ACTIVITY: Scan the records below for lines with the word "prepared", then state how many you find and nothing else.
╔══
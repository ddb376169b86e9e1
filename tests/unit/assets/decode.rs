use std::io::Cursor;

use super::*;

fn png_bytes(width: u32, height: u32, rgba: [u8; 4]) -> Vec<u8> {
    let img = image::RgbaImage::from_pixel(width, height, image::Rgba(rgba));
    let mut buf = Vec::new();
    image::DynamicImage::ImageRgba8(img)
        .write_to(&mut Cursor::new(&mut buf), image::ImageFormat::Png)
        .unwrap();
    buf
}

#[test]
fn decode_png_dimensions_and_premul() {
    let prepared = decode_image(&png_bytes(1, 1, [100, 50, 200, 128])).unwrap();
    assert_eq!((prepared.width, prepared.height), (1, 1));
    assert_eq!(
        prepared.rgba8_premul.as_slice(),
        &[
            ((100u16 * 128 + 127) / 255) as u8,
            ((50u16 * 128 + 127) / 255) as u8,
            ((200u16 * 128 + 127) / 255) as u8,
            128u8
        ]
    );
}

#[test]
fn transparent_pixels_zero_their_color() {
    let prepared = decode_image(&png_bytes(2, 1, [255, 255, 255, 0])).unwrap();
    assert!(prepared.rgba8_premul.iter().all(|b| *b == 0));
}

#[test]
fn garbage_bytes_fail_to_decode() {
    assert!(decode_image(b"definitely not an image").is_err());
}

#[test]
fn svg_rasterizes_at_requested_size() {
    let svg = br##"<svg xmlns="http://www.w3.org/2000/svg" width="2" height="2">
        <rect width="2" height="2" fill="#ff0000"/></svg>"##;
    assert!(looks_like_svg(svg));
    let prepared = rasterize_svg(svg, 4, 4).unwrap();
    assert_eq!((prepared.width, prepared.height), (4, 4));
    assert_eq!(&prepared.rgba8_premul[..4], &[255, 0, 0, 255]);

    assert!(rasterize_svg(b"<svg", 4, 4).is_err());
    assert!(!looks_like_svg(&png_bytes(1, 1, [0, 0, 0, 255])));
}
╚══
FINAL ANSWER: 8